Russia’s Latest Intervention In Mozambique Exemplifies Kremlin’s Ruthless Approach To Geopolitics


As uncertainty reigns across the globe, Russian geopolitical scheming appears to remain as one of few inevitable certainties. In Mozambique, as in Sudan and the C.A.R. before it, Kremlin affiliated PMC ‘Wagner’ has embedded itself within an intra-state conflict in the hope of advancing Moscow’s strategic international agenda. Combining boots on the ground with its own cyber-division aimed at spreading disinformation, Wagner has fought in support of incumbent Mozambican premier Filipe Nyusi since September last year, typifying the Russian Federation’s ruthless approach to spreading its influence overseas.

A fractious partnership with Mozambique’s armed forces (FADM) has led to several chastising encounters for Wagner against Salafist guerrillas fighting out of the country’s north-eastern Cabo Delgado province.
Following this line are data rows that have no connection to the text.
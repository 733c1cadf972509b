//! Paladin - group based player permissions
//!
//! This library provides the permission engine, its storage and the read API.
//! It exposes all modules for testing purposes.

pub mod admin;
pub mod entities;
pub mod errors;
pub mod group_sync;
pub mod jobs;
pub mod perms;
pub mod settings;
pub mod storage;
pub mod web;
use std::sync::Arc;

use paladin::perms::PermissionEngine;
use paladin::settings;
use paladin::storage::{PermissionStore, SeaOrmStore};
use sea_orm::{Database, DatabaseConnection};
use sea_orm_migration::MigratorTrait;
use tempfile::NamedTempFile;

/// Test database with automatic cleanup
pub struct TestDb {
    connection: DatabaseConnection,
    _temp_file: NamedTempFile,
}

impl TestDb {
    /// Create a new test database with migrations applied
    pub async fn new() -> Self {
        // Create temporary SQLite database file
        let temp_file = NamedTempFile::new().expect("Failed to create temp file");
        let db_path = temp_file.path().to_str().expect("Invalid temp file path");
        let db_url = format!("sqlite://{}?mode=rwc", db_path);

        // Connect to database
        let connection = Database::connect(&db_url)
            .await
            .expect("Failed to connect to test database");

        // Run migrations
        migration::Migrator::up(&connection, None)
            .await
            .expect("Failed to run migrations");

        Self {
            connection,
            _temp_file: temp_file,
        }
    }

    pub fn store(&self) -> Arc<dyn PermissionStore> {
        Arc::new(SeaOrmStore::new(self.connection.clone()))
    }

    /// Engine over this database using the built-in resolver
    pub async fn engine(&self) -> Arc<PermissionEngine> {
        Arc::new(
            PermissionEngine::start(self.store(), None, &settings::Resolver::default())
                .await
                .expect("Failed to start permission engine"),
        )
    }
}
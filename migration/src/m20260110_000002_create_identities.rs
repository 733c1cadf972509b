use sea_orm_migration::{prelude::*, schema::*};

#[derive(DeriveMigrationName)]
pub struct Migration;

#[async_trait::async_trait]
impl MigrationTrait for Migration {
    async fn up(&self, manager: &SchemaManager) -> Result<(), DbErr> {
        manager
            .create_table(
                Table::create()
                    .table(Identities::Table)
                    .if_not_exists()
                    .col(
                        ColumnDef::new(Identities::Id)
                            .string()
                            .not_null()
                            .primary_key(),
                    )
                    .col(ColumnDef::new(Identities::DisplayName).string().not_null().default(""))
                    .col(string(Identities::PrimaryGroup))
                    .col(ColumnDef::new(Identities::Prefix).string().not_null().default(""))
                    .col(ColumnDef::new(Identities::Suffix).string().not_null().default(""))
                    .to_owned(),
            )
            .await?;

        manager
            .create_table(
                Table::create()
                    .table(IdentityGroups::Table)
                    .if_not_exists()
                    .col(string(IdentityGroups::IdentityId))
                    .col(string(IdentityGroups::GroupName))
                    .col(big_integer_null(IdentityGroups::ExpiresAt))
                    .primary_key(
                        Index::create()
                            .col(IdentityGroups::IdentityId)
                            .col(IdentityGroups::GroupName),
                    )
                    .to_owned(),
            )
            .await?;

        // The sweep job deletes by expiry
        manager
            .create_index(
                Index::create()
                    .if_not_exists()
                    .name("idx_identity_groups_expires_at")
                    .table(IdentityGroups::Table)
                    .col(IdentityGroups::ExpiresAt)
                    .to_owned(),
            )
            .await?;

        manager
            .create_table(
                Table::create()
                    .table(IdentityPermissions::Table)
                    .if_not_exists()
                    .col(string(IdentityPermissions::IdentityId))
                    .col(string(IdentityPermissions::Node))
                    .col(big_integer(IdentityPermissions::Value))
                    .primary_key(
                        Index::create()
                            .col(IdentityPermissions::IdentityId)
                            .col(IdentityPermissions::Node),
                    )
                    .to_owned(),
            )
            .await?;

        Ok(())
    }

    async fn down(&self, manager: &SchemaManager) -> Result<(), DbErr> {
        manager
            .drop_table(Table::drop().table(IdentityPermissions::Table).to_owned())
            .await?;
        manager
            .drop_table(Table::drop().table(IdentityGroups::Table).to_owned())
            .await?;
        manager
            .drop_table(Table::drop().table(Identities::Table).to_owned())
            .await
    }
}

#[derive(DeriveIden)]
enum Identities {
    Table,
    Id,
    DisplayName,
    PrimaryGroup,
    Prefix,
    Suffix,
}

#[derive(DeriveIden)]
enum IdentityGroups {
    Table,
    IdentityId,
    GroupName,
    ExpiresAt,
}

#[derive(DeriveIden)]
enum IdentityPermissions {
    Table,
    IdentityId,
    Node,
    Value,
}
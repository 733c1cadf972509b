use sea_orm::entity::prelude::*;
use serde::{Deserialize, Serialize};

#[derive(Clone, Debug, PartialEq, Eq, DeriveEntityModel, Serialize, Deserialize)]
#[sea_orm(table_name = "identity_permissions")]
pub struct Model {
    #[sea_orm(primary_key, auto_increment = false)]
    pub identity_id: String,
    #[sea_orm(primary_key, auto_increment = false)]
    pub node: String,
    pub value: i64,
}

#[derive(Copy, Clone, Debug, EnumIter, DeriveRelation)]
pub enum Relation {}

impl ActiveModelBehavior for ActiveModel {}
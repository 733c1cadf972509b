pub mod group;
pub mod group_permission;
pub mod identity;
pub mod identity_group;
pub mod identity_permission;

pub use group::Entity as Group;
pub use group_permission::Entity as GroupPermission;
pub use identity::Entity as Identity;
pub use identity_group::Entity as IdentityGroup;
pub use identity_permission::Entity as IdentityPermission;
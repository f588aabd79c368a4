//! Tuning values for the game and editor.
//!
//! Defaults reproduce the shipped game. Any subset can be overridden from a
//! JSON file; missing fields fall back to their defaults.

use std::path::{Path, PathBuf};

use anyhow::{Context, Result};
use serde::{Deserialize, Serialize};

use crate::math::Vec2;

/// Shared body physics, in pixels and pixels per tick.
#[derive(Clone, Debug, PartialEq, Serialize, Deserialize)]
#[serde(default)]
pub struct PhysicsConfig {
    pub gravity: f32,
    pub max_fall_speed: f32,
    /// Per-tick decay of horizontal velocity toward zero.
    pub friction: f32,
}

impl Default for PhysicsConfig {
    fn default() -> Self {
        Self {
            gravity: 0.1,
            max_fall_speed: 5.0,
            friction: 0.1,
        }
    }
}

#[derive(Clone, Debug, PartialEq, Serialize, Deserialize)]
#[serde(default)]
pub struct PlayerConfig {
    pub size: Vec2,
    pub jump_speed: f32,
    pub max_jumps: u32,
    /// Ticks after leaving the ground during which a jump is still honoured.
    pub coyote_frames: u32,
    /// Air time recorded right after a jump, so the jump animation shows at once.
    pub jump_air_time: u32,
    /// Velocity of a wall jump, pushing away from the wall.
    pub wall_jump: Vec2,
    pub wall_slide_speed: f32,
    /// Air time above which wall contact turns into a slide.
    pub wall_slide_after: u32,
    pub dash_frames: i32,
    /// Dash counter magnitude at which the burst phase ends.
    pub dash_active_until: i32,
    pub dash_speed: f32,
    /// Velocity multiplier on the last burst tick.
    pub dash_end_factor: f32,
    /// Air time after which the player counts as having fallen out of the level.
    pub fall_death_frames: u32,
}

impl Default for PlayerConfig {
    fn default() -> Self {
        Self {
            size: Vec2::new(8.0, 15.0),
            jump_speed: 3.0,
            max_jumps: 1,
            coyote_frames: 4,
            jump_air_time: 5,
            wall_jump: Vec2::new(3.5, 2.5),
            wall_slide_speed: 0.5,
            wall_slide_after: 4,
            dash_frames: 60,
            dash_active_until: 50,
            dash_speed: 8.0,
            dash_end_factor: 0.1,
            fall_death_frames: 120,
        }
    }
}

#[derive(Clone, Debug, PartialEq, Serialize, Deserialize)]
#[serde(default)]
pub struct EnemyConfig {
    pub size: Vec2,
    pub walk_speed: f32,
    /// Chance per idle tick of starting a walk.
    pub walk_chance: f32,
    pub min_walk_frames: u32,
    pub max_walk_frames: u32,
    /// Floor sensor offset: horizontal from the centre, vertical from the top.
    pub floor_sensor: Vec2,
    /// Maximum vertical distance to the player for a shot.
    pub sight_height: f32,
    /// Horizontal distance from the centre at which projectiles spawn.
    pub muzzle_offset: f32,
    pub projectile_speed: f32,
}

impl Default for EnemyConfig {
    fn default() -> Self {
        Self {
            size: Vec2::new(8.0, 15.0),
            walk_speed: 0.5,
            walk_chance: 0.01,
            min_walk_frames: 30,
            max_walk_frames: 120,
            floor_sensor: Vec2::new(7.0, 23.0),
            sight_height: 16.0,
            muzzle_offset: 7.0,
            projectile_speed: 1.5,
        }
    }
}

/// Configuration values for a game or editor session.
#[derive(Clone, Debug, PartialEq, Serialize, Deserialize)]
#[serde(default)]
pub struct GameConfig {
    pub tile_size: u32,
    /// Size of the low-resolution display the world is drawn into.
    pub viewport: Vec2,
    /// Directory holding `0.json`, `1.json`, ...
    pub levels_dir: PathBuf,
    /// Map file the editor opens and saves.
    pub editor_map: PathBuf,
    /// Camera closes 1/n of the distance to its target per tick.
    pub camera_smoothing: f32,
    pub projectile_lifetime: u32,
    pub transition_frames: i32,
    /// Ticks after death before the screen starts closing.
    pub death_fade_after: u32,
    /// Ticks after death before the level restarts.
    pub death_restart_after: u32,
    pub hit_screenshake: f32,
    /// 1-in-n scale for leaf spawns, compared against the emitter's area.
    pub leaf_odds: f32,
    pub physics: PhysicsConfig,
    pub player: PlayerConfig,
    pub enemy: EnemyConfig,
}

impl Default for GameConfig {
    fn default() -> Self {
        Self {
            tile_size: 16,
            viewport: Vec2::new(300.0, 200.0),
            levels_dir: PathBuf::from("data/maps"),
            editor_map: PathBuf::from("map.json"),
            camera_smoothing: 30.0,
            projectile_lifetime: 360,
            transition_frames: 30,
            death_fade_after: 10,
            death_restart_after: 40,
            hit_screenshake: 16.0,
            leaf_odds: 49999.0,
            physics: PhysicsConfig::default(),
            player: PlayerConfig::default(),
            enemy: EnemyConfig::default(),
        }
    }
}

impl GameConfig {
    /// Read a configuration file; fields it omits keep their defaults.
    pub fn load(path: impl AsRef<Path>) -> Result<Self> {
        let path = path.as_ref();
        let json = std::fs::read_to_string(path)
            .with_context(|| format!("failed to read config {}", path.display()))?;
        serde_json::from_str(&json)
            .with_context(|| format!("failed to parse config {}", path.display()))
    }

    #[must_use]
    pub fn with_levels_dir(mut self, dir: impl Into<PathBuf>) -> Self {
        self.levels_dir = dir.into();
        self
    }

    #[must_use]
    pub fn with_editor_map(mut self, path: impl Into<PathBuf>) -> Self {
        self.editor_map = path.into();
        self
    }

    #[must_use]
    pub fn with_viewport(mut self, width: f32, height: f32) -> Self {
        self.viewport = Vec2::new(width, height);
        self
    }

    #[must_use]
    pub fn with_tile_size(mut self, tile_size: u32) -> Self {
        self.tile_size = tile_size;
        self
    }

    #[must_use]
    pub fn with_physics(mut self, physics: PhysicsConfig) -> Self {
        self.physics = physics;
        self
    }
}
Reinforced by fighters from across East Africa, including Somalia, Wagner’s latest sub-Saharan venture has foundered in the face of well-organised and increasingly successful guerrilla resistance. Having sustained numerous casualties, Wagner mercenaries have apparently withdrawn more than 250 miles away from the Tanzanian border region, returning southwards to regroup and lick their wounds. According to Jasmine Opperman, a South African terrorism expert, this latest Russian venture bears all the hallmarks of prior unsuccessful interventions abroad. “The Russians don’t understand the local culture, don’t trust the soldiers [FADM] and have to fight in horrible conditions against an enemy that is gaining more and more momentum. They are in over their heads.”
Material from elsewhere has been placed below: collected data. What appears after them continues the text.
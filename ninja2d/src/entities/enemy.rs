use crate::animation::Action;
use crate::config::EnemyConfig;
use crate::math::Vec2;
use crate::physics::KinematicBody;
use crate::projectile::Projectile;

use super::{FrameContext, GameEvent, Player};

/// What happened to an enemy during its update.
#[derive(Clone, Copy, Debug, Default, PartialEq)]
pub struct EnemyUpdate {
    /// The enemy was dashed through and should be removed.
    pub killed: bool,
    pub shot: Option<Projectile>,
}

/// Patrolling gunner: idles, wanders along platforms without walking off
/// them, and fires along the ground at the player when a walk ends.
#[derive(Clone, Debug)]
pub struct Enemy {
    pub body: KinematicBody,
    /// Ticks of walking left; zero while idle.
    pub walking: u32,
    config: EnemyConfig,
}

impl Enemy {
    /// Spawn an idle enemy with its top-left corner at `pos`.
    pub fn new(pos: Vec2, config: EnemyConfig) -> Self {
        Self {
            body: KinematicBody::new(pos, config.size),
            walking: 0,
            config,
        }
    }

    /// Tuning values this enemy was spawned with.
    pub fn config(&self) -> &EnemyConfig {
        &self.config
    }

    /// Where the gun is drawn and projectiles leave from.
    pub fn muzzle(&self) -> Vec2 {
        let side = if self.body.flip { -1.0 } else { 1.0 };
        self.body.center() + Vec2::new(side * self.config.muzzle_offset, 0.0)
    }

    /// Advance one tick: patrol, maybe shoot, and check for being dashed through.
    pub fn update(&mut self, ctx: &mut FrameContext<'_>, player: &Player) -> EnemyUpdate {
        let mut outcome = EnemyUpdate::default();
        let mut movement = Vec2::ZERO;

        if self.walking > 0 {
            let side = if self.body.flip { -1.0 } else { 1.0 };
            let ahead = Vec2::new(
                self.body.center().x + side * self.config.floor_sensor.x,
                self.body.pos.y + self.config.floor_sensor.y,
            );
            if ctx.tilemap.solid_tile_at(ahead).is_some() {
                if self.body.collisions.horizontal() {
                    self.body.flip = !self.body.flip;
                } else {
                    movement.x = side * self.config.walk_speed;
                }
            } else {
                self.body.flip = !self.body.flip;
            }

            self.walking -= 1;
            if self.walking == 0 {
                outcome.shot = self.try_shoot(ctx, player);
            }
        } else if ctx.rng.f32() < self.config.walk_chance {
            self.walking = ctx
                .rng
                .u32(self.config.min_walk_frames..=self.config.max_walk_frames);
            log::trace!("enemy at {:?} walks for {} ticks", self.body.pos, self.walking);
        }

        self.body.step(ctx.tilemap, movement, ctx.physics);
        self.body.apply_friction(ctx.physics);
        let action = if movement.x != 0.0 {
            Action::Run
        } else {
            Action::Idle
        };
        self.body.animation.set_action(action);

        if player.is_invulnerable() && self.body.rect().overlaps(&player.body.rect()) {
            ctx.events.push(GameEvent::EnemyKilled {
                center: self.body.center(),
            });
            outcome.killed = true;
        }
        outcome
    }

    /// Fire toward the player if it is level with us, in front, and nothing
    /// solid lies in between.
    fn try_shoot(&self, ctx: &mut FrameContext<'_>, player: &Player) -> Option<Projectile> {
        let distance = player.body.pos - self.body.pos;
        if distance.y.abs() >= self.config.sight_height {
            return None;
        }
        let in_front = if self.body.flip {
            distance.x < 0.0
        } else {
            distance.x > 0.0
        };
        if !in_front || !ctx.tilemap.line_of_sight(self.body.center(), player.body.center()) {
            return None;
        }

        let direction = if self.body.flip { -1.0 } else { 1.0 };
        let origin = self.muzzle();
        ctx.events.push(GameEvent::Shot { origin, direction });
        Some(Projectile::new(origin, direction * self.config.projectile_speed))
    }
}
The growing deployment of Russian troops on African soil has come largely as a response to the gradual retreat of U.S. influence from the region. Stemming from a refocusing of American priorities away from counterterrorism – and towards confrontation with Russia and China – the withdrawal of U.S. troops in Africa has been a key part of Donald Trump’s military agenda. The irony of this policy, that it invites America’s most erstwhile rivals to manifest themselves more prominently on the continent, is perhaps lost only on the President himself. With the bulwark of AFRICOM diminishing in significance, Vladimir Putin has been able to increase Russian influence exponentially, winning concessions for natural resources, alongside political amenability across a variety of African states. Both Mozambique and Libya have been targeted for their vas oil and gas reserves. Meanwhile, Russian contractors in C.A.R. have secured profitable diamond mining sites, amongst other mineral related holdings. In total, Moscow has signed over twenty defence-for-access agreements with African states since 2018, culminating in a summit of forty-three African leaders at Sochi in October 2019.
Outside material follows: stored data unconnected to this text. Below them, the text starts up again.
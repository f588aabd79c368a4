//! Frame-counted animation clips and per-entity playback state.
//!
//! The core never touches images: a clip only knows how many frames it has
//! and how many ticks each frame is shown for. The renderer turns
//! [`Animation::frame_index`] into an actual image.

use std::fmt;

use serde::{Deserialize, Serialize};

/// Animation actions an entity can be in.
#[derive(Clone, Copy, Debug, PartialEq, Eq, Hash, Serialize, Deserialize)]
#[serde(rename_all = "snake_case")]
pub enum Action {
    Idle,
    Run,
    Jump,
    Slide,
    WallSlide,
}

impl Action {
    /// Name used in clip keys such as `"player/run"`.
    pub const fn as_str(self) -> &'static str {
        match self {
            Action::Idle => "idle",
            Action::Run => "run",
            Action::Jump => "jump",
            Action::Slide => "slide",
            Action::WallSlide => "wall_slide",
        }
    }
}

impl fmt::Display for Action {
    fn fmt(&self, f: &mut fmt::Formatter<'_>) -> fmt::Result {
        f.write_str(self.as_str())
    }
}

/// A sequence of `frames` images, each shown for `frame_duration` ticks.
#[derive(Clone, Copy, Debug, PartialEq, Eq, Serialize, Deserialize)]
pub struct Animation {
    pub frames: u32,
    pub frame_duration: u32,
    pub looping: bool,
}

impl Animation {
    /// Create a looping clip.
    pub fn new(frames: u32, frame_duration: u32) -> Self {
        Self {
            frames,
            frame_duration,
            looping: true,
        }
    }

    #[must_use]
    pub fn once(mut self) -> Self {
        self.looping = false;
        self
    }

    /// Total ticks for one pass through the clip.
    pub fn length(&self) -> u32 {
        self.frames.saturating_mul(self.frame_duration.max(1))
    }

    /// Image index shown at `tick`. Looping clips wrap, others hold the last frame.
    pub fn frame_index(&self, tick: u32) -> usize {
        let length = self.length();
        if length == 0 {
            return 0;
        }
        let tick = if self.looping {
            tick % length
        } else {
            tick.min(length - 1)
        };
        (tick / self.frame_duration.max(1)) as usize
    }

    /// True once a non-looping clip has reached its last frame.
    pub fn is_done(&self, tick: u32) -> bool {
        !self.looping && tick >= self.length().saturating_sub(1)
    }
}

impl Default for Animation {
    fn default() -> Self {
        Self::new(1, 5)
    }
}

/// Current action of an entity and how long it has been playing.
#[derive(Clone, Copy, Debug, PartialEq, Eq)]
pub struct AnimationState {
    action: Action,
    tick: u32,
}

impl AnimationState {
    /// Start playing `action` from its first frame.
    pub fn new(action: Action) -> Self {
        Self { action, tick: 0 }
    }

    /// Action currently playing.
    pub fn action(&self) -> Action {
        self.action
    }

    /// Ticks since the current action started.
    pub fn tick(&self) -> u32 {
        self.tick
    }

    /// Switch to `action`, restarting playback only if it actually changed.
    pub fn set_action(&mut self, action: Action) {
        if action != self.action {
            self.action = action;
            self.tick = 0;
        }
    }

    /// Advance playback by one tick.
    pub fn advance(&mut self) {
        self.tick = self.tick.wrapping_add(1);
    }
}

impl Default for AnimationState {
    fn default() -> Self {
        Self::new(Action::Idle)
    }
}

#[cfg(test)]
mod tests {
    use super::*;

    #[test]
    fn looping_clip_wraps() {
        let clip = Animation::new(4, 6);
        assert_eq!(clip.frame_index(0), 0);
        assert_eq!(clip.frame_index(5), 0);
        assert_eq!(clip.frame_index(6), 1);
        assert_eq!(clip.frame_index(23), 3);
        assert_eq!(clip.frame_index(24), 0);
        assert!(!clip.is_done(1000));
    }

    #[test]
    fn one_shot_clip_holds_last_frame() {
        let clip = Animation::new(3, 2).once();
        assert_eq!(clip.frame_index(100), 2);
        assert!(!clip.is_done(4));
        assert!(clip.is_done(5));
    }

    #[test]
    fn set_action_restarts_only_on_change() {
        let mut state = AnimationState::new(Action::Idle);
        state.advance();
        state.advance();
        state.set_action(Action::Idle);
        assert_eq!(state.tick(), 2);
        state.set_action(Action::Run);
        assert_eq!(state.tick(), 0);
        assert_eq!(state.action(), Action::Run);
    }
}
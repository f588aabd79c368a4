//! Sparse grid storage for on-grid tiles.
//!
//! Cells are keyed by integer coordinates and only occupied cells are stored,
//! so maps can extend in any direction (including negative coordinates).

#[cfg(test)]
use std::cell::Cell;
use std::collections::HashMap;
use std::fmt;
use std::str::FromStr;

use serde::{Deserialize, Serialize};
use thiserror::Error;

use crate::math::Vec2;
use crate::tiles::GridTile;

/// A cell in the grid (grid coordinates).
///
/// Serialized inside tiles as `[x, y]`; used as a map-file key as `"x;y"`.
#[derive(Clone, Copy, Debug, PartialEq, Eq, Hash, Serialize, Deserialize)]
#[serde(from = "[i32; 2]", into = "[i32; 2]")]
pub struct GridCoord {
    pub x: i32,
    pub y: i32,
}

impl GridCoord {
    pub const fn new(x: i32, y: i32) -> Self {
        Self { x, y }
    }

    /// Cell containing a world pixel position.
    pub fn from_pixel(pos: Vec2, tile_size: u32) -> Self {
        let size = tile_size as f32;
        Self {
            x: (pos.x / size).floor() as i32,
            y: (pos.y / size).floor() as i32,
        }
    }

    /// Top-left pixel of this cell.
    pub fn to_pixel(self, tile_size: u32) -> Vec2 {
        Vec2::new(
            (self.x * tile_size as i32) as f32,
            (self.y * tile_size as i32) as f32,
        )
    }

    pub const fn offset(self, dx: i32, dy: i32) -> Self {
        Self::new(self.x + dx, self.y + dy)
    }

    pub fn step(self, direction: Direction) -> Self {
        let (dx, dy) = direction.offset();
        self.offset(dx, dy)
    }
}

impl From<[i32; 2]> for GridCoord {
    fn from([x, y]: [i32; 2]) -> Self {
        Self { x, y }
    }
}

impl From<GridCoord> for [i32; 2] {
    fn from(coord: GridCoord) -> Self {
        [coord.x, coord.y]
    }
}

impl fmt::Display for GridCoord {
    fn fmt(&self, f: &mut fmt::Formatter<'_>) -> fmt::Result {
        write!(f, "{};{}", self.x, self.y)
    }
}

/// Error returned when a `"x;y"` key cannot be parsed.
#[derive(Clone, Debug, PartialEq, Eq, Error)]
#[error("invalid grid key {0:?}, expected \"x;y\"")]
pub struct ParseCoordError(pub String);

impl FromStr for GridCoord {
    type Err = ParseCoordError;

    fn from_str(s: &str) -> Result<Self, Self::Err> {
        let err = || ParseCoordError(s.to_string());
        let (x, y) = s.split_once(';').ok_or_else(err)?;
        let x = x.trim().parse().map_err(|_| err())?;
        let y = y.trim().parse().map_err(|_| err())?;
        Ok(Self { x, y })
    }
}

/// Orthogonal neighbour directions, each with its own mask bit.
#[derive(Clone, Copy, Debug, PartialEq, Eq, Hash)]
pub enum Direction {
    Right,
    Left,
    Up,
    Down,
}

impl Direction {
    pub const ALL: [Direction; 4] = [
        Direction::Right,
        Direction::Left,
        Direction::Up,
        Direction::Down,
    ];

    pub const fn offset(self) -> (i32, i32) {
        match self {
            Direction::Right => (1, 0),
            Direction::Left => (-1, 0),
            Direction::Up => (0, -1),
            Direction::Down => (0, 1),
        }
    }

    pub const fn bit(self) -> u8 {
        match self {
            Direction::Right => 0b0001,
            Direction::Left => 0b0010,
            Direction::Up => 0b0100,
            Direction::Down => 0b1000,
        }
    }
}

/// Sparse mapping from cell to the tile placed there.
#[derive(Clone, Debug, Default)]
pub struct GridIndex {
    cells: HashMap<GridCoord, GridTile>,
    #[cfg(test)]
    lookups: Cell<usize>,
}

impl GridIndex {
    pub fn new() -> Self {
        Self::default()
    }

    /// Place a tile at its own `pos`, overwriting whatever was there.
    pub fn set(&mut self, tile: GridTile) -> Option<GridTile> {
        self.cells.insert(tile.pos, tile)
    }

    /// Remove the tile at `coord`. Absent cells are a no-op.
    pub fn remove(&mut self, coord: GridCoord) -> Option<GridTile> {
        self.cells.remove(&coord)
    }

    pub fn get(&self, coord: GridCoord) -> Option<&GridTile> {
        #[cfg(test)]
        self.lookups.set(self.lookups.get() + 1);
        self.cells.get(&coord)
    }

    pub fn get_mut(&mut self, coord: GridCoord) -> Option<&mut GridTile> {
        self.cells.get_mut(&coord)
    }

    pub fn contains(&self, coord: GridCoord) -> bool {
        self.get(coord).is_some()
    }

    /// Tiles present in the four orthogonal neighbour cells.
    pub fn neighbors(&self, coord: GridCoord) -> impl Iterator<Item = (Direction, &GridTile)> + '_ {
        Direction::ALL
            .into_iter()
            .filter_map(move |dir| self.get(coord.step(dir)).map(|tile| (dir, tile)))
    }

    pub fn len(&self) -> usize {
        self.cells.len()
    }

    pub fn is_empty(&self) -> bool {
        self.cells.is_empty()
    }

    /// All tiles, in no particular order.
    pub fn iter(&self) -> impl Iterator<Item = &GridTile> {
        self.cells.values()
    }

    /// Occupied cells sorted by row, then column.
    pub fn sorted_coords(&self) -> Vec<GridCoord> {
        let mut coords: Vec<GridCoord> = self.cells.keys().copied().collect();
        coords.sort_by_key(|c| (c.y, c.x));
        coords
    }

    pub fn clear(&mut self) {
        self.cells.clear();
    }

    #[cfg(test)]
    pub(crate) fn lookups(&self) -> usize {
        self.lookups.get()
    }

    #[cfg(test)]
    pub(crate) fn reset_lookups(&self) {
        self.lookups.set(0);
    }
}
Thus, although Wagner has so far been unable to implement the style of Kalashnikov diplomacy it has so infamously deployed on Putin’s behalf in Syria and Ukraine, there is little to suggest a slowing of Russian encroachment in Africa. And whilever sanctions against Russia remain as inconsequential as many perceive them to be, grave human rights violations remain a distinct possibility wherever Moscow seeks to extend its reach. Although Wagner appears to have deployed only conventional weaponry in Mozambique, recent reports from Libya have suggested the outfit’s complicity in supplying either Sarin or white Phosphorus gas to General Haftar’s LNA forces. Exemplifying the Russian federation’s readiness to operate with impunity in foreign conflicts, ‘hidden’ behind the facade of PMC Wagner, such gross violations must be held to account. More forceful sanctions, which involve the U.N. and regional bodies such as the African Union, must be imposed to stem the Kremlin’s ruthless disregard for state sovereignty and human rights. At the moment there is little to prevent all theatres of Russian involvement from becoming laboratories of indiscriminate human slaughter. If this remains the case, the notion of a Russo-centric ‘‘evil empire’’ articulated during the Cold War may soon become a far more tangible reality.